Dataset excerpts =
::::

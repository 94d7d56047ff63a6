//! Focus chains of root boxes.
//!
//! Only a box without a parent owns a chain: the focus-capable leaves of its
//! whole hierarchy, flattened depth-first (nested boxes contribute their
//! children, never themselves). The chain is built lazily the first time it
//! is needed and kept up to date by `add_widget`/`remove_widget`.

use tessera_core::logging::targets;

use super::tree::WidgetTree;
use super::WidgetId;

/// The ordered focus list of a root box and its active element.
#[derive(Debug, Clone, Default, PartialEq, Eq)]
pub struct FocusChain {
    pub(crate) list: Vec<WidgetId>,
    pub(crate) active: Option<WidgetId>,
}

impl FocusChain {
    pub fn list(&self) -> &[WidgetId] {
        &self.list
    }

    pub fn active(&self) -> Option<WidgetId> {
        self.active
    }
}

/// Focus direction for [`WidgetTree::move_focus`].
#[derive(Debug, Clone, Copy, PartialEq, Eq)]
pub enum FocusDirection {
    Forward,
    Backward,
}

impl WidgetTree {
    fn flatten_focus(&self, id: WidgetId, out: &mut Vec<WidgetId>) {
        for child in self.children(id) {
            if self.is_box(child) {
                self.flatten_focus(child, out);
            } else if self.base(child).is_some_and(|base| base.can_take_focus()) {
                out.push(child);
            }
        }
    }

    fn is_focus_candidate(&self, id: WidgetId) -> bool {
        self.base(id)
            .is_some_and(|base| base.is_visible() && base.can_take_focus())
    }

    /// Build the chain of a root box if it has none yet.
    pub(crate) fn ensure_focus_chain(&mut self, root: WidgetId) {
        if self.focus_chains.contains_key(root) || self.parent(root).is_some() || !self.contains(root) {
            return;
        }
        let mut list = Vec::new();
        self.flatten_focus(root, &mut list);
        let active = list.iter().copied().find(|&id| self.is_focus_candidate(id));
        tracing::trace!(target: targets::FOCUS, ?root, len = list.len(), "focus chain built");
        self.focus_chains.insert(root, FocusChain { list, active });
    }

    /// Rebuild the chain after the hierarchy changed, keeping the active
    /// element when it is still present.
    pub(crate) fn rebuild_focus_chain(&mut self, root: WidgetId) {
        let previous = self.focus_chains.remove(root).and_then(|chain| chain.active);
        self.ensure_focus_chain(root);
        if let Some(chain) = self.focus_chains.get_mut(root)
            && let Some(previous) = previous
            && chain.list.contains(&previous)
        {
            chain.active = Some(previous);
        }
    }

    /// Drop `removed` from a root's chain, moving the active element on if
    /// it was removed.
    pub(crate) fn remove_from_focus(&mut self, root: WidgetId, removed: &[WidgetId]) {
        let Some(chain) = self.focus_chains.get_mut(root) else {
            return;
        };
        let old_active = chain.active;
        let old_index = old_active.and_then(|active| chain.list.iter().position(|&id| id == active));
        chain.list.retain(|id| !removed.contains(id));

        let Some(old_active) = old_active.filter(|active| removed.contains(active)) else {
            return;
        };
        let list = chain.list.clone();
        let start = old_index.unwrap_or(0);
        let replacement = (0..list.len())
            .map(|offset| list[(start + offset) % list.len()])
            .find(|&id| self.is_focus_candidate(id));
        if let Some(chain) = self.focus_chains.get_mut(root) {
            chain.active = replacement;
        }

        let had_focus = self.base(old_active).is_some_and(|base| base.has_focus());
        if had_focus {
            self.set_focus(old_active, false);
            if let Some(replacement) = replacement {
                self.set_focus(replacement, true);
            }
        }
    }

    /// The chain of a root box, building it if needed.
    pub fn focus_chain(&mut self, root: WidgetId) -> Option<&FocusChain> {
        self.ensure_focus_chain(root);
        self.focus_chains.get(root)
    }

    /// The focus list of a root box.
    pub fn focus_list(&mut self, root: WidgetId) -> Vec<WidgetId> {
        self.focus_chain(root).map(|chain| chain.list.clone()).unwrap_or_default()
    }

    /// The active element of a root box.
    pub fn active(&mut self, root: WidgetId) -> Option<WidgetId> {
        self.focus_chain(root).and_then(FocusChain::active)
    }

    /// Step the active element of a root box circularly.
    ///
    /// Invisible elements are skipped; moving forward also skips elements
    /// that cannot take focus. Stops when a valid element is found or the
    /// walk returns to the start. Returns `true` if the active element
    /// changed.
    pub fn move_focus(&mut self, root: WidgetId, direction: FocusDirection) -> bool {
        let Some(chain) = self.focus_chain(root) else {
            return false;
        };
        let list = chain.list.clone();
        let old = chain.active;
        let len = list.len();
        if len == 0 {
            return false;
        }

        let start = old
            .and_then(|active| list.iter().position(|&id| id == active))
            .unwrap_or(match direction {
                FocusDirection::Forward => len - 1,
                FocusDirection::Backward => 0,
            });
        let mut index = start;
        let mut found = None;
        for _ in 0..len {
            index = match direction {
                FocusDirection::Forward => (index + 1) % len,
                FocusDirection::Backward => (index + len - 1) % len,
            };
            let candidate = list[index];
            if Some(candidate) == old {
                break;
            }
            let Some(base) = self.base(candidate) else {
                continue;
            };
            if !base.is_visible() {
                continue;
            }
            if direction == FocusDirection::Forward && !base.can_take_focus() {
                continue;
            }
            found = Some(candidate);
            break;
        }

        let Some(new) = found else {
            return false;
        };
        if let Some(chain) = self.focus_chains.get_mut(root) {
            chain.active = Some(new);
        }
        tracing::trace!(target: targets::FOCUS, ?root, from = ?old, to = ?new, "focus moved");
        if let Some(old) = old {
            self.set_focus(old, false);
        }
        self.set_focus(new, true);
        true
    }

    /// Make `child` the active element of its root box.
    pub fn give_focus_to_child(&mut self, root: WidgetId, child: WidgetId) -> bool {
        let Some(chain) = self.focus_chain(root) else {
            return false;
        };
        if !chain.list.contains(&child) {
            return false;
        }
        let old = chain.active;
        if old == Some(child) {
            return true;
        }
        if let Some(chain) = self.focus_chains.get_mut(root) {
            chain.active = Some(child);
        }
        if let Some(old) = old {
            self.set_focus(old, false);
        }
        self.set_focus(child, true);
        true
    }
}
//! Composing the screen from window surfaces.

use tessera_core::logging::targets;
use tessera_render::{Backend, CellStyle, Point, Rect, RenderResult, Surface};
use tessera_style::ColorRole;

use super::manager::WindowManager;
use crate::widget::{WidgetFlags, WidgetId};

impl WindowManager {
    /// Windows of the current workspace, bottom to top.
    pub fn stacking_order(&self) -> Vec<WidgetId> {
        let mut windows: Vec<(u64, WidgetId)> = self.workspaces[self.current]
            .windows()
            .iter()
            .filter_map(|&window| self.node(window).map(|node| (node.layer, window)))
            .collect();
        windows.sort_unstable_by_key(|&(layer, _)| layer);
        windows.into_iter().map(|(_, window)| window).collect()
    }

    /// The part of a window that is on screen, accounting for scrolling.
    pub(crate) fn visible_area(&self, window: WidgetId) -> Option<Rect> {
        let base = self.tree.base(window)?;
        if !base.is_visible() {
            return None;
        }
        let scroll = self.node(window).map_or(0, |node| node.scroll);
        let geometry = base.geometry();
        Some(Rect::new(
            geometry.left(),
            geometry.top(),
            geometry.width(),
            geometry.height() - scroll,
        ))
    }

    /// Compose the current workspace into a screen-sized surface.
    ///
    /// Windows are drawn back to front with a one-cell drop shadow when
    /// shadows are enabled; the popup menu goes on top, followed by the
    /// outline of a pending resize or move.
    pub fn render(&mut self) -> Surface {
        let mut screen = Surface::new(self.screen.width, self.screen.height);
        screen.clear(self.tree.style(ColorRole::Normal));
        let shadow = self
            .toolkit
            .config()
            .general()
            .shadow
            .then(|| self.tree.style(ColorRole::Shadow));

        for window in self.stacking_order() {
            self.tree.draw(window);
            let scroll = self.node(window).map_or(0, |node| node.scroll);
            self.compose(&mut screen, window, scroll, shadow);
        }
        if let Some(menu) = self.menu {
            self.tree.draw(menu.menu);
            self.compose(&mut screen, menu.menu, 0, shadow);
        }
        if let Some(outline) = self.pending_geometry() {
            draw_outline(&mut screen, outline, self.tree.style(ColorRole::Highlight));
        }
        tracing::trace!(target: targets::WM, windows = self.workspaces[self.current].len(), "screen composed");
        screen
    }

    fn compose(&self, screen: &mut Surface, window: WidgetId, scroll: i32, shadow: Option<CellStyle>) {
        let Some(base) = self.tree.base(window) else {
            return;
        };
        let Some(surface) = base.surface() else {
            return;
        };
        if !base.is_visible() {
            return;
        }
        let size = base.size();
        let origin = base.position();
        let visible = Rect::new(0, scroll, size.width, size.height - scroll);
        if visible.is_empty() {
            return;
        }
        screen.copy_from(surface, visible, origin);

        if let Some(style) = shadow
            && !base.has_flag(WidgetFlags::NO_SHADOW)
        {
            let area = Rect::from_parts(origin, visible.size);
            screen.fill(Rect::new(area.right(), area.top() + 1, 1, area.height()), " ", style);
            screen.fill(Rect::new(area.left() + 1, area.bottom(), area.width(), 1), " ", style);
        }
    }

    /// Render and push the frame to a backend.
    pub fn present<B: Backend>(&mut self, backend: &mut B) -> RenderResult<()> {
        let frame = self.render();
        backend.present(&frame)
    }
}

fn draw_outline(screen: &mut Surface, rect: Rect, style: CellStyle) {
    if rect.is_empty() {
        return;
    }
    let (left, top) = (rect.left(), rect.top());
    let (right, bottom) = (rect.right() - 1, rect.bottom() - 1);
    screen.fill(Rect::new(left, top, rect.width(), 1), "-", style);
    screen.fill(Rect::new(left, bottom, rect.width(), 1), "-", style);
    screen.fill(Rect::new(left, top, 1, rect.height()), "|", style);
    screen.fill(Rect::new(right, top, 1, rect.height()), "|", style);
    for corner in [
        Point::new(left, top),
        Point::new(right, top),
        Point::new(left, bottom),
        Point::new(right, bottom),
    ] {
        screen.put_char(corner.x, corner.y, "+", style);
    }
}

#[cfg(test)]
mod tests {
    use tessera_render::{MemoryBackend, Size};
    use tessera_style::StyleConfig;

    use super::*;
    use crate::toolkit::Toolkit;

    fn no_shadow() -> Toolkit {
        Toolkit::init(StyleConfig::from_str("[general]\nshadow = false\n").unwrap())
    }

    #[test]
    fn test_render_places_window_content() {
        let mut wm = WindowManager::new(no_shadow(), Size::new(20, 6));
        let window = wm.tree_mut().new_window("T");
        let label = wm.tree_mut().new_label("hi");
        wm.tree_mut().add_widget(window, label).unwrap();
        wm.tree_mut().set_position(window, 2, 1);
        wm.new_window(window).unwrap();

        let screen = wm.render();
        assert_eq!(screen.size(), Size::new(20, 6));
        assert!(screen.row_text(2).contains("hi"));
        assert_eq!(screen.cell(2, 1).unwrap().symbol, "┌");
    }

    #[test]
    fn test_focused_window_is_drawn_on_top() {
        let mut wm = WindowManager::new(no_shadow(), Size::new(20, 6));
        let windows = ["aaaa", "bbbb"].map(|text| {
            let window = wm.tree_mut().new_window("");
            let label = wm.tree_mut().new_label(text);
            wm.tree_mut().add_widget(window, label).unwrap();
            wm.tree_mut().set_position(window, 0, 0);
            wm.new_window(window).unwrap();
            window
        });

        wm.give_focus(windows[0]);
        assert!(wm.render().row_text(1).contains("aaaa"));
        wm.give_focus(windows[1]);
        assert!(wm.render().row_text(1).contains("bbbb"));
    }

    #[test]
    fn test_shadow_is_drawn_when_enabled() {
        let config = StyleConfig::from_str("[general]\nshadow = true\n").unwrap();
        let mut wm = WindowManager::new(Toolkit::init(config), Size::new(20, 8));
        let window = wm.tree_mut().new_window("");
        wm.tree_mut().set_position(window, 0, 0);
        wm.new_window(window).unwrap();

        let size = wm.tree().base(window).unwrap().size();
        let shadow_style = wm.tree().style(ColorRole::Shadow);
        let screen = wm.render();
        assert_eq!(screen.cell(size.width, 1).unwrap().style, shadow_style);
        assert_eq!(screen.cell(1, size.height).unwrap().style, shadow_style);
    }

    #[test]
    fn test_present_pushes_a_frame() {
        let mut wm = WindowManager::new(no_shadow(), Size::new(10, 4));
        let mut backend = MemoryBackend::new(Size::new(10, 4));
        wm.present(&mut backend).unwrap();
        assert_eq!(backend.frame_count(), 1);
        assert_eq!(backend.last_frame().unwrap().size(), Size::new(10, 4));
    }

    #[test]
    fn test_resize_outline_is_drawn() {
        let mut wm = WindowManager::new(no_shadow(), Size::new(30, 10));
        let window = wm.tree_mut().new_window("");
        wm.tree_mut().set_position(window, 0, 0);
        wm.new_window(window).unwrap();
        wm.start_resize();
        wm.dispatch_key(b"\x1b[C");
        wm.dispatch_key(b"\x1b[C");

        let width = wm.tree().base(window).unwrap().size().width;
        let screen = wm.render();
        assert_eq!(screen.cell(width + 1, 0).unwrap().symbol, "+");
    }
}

::::

Assignment =
Only the lines above from the line containing "pub(crate) fn remove_from_focus(&mut" through the line containing "chain.list.retain(|id| !removed.contains(id));" should be retyped, exactly and with both ends included.

Finished exercise =
    pub(crate) fn remove_from_focus(&mut self, root: WidgetId, removed: &[WidgetId]) {
        let Some(chain) = self.focus_chains.get_mut(root) else {
            return;
        };
        let old_active = chain.active;
        let old_index = old_active.and_then(|active| chain.list.iter().position(|&id| id == active));
        chain.list.retain(|id| !removed.contains(id));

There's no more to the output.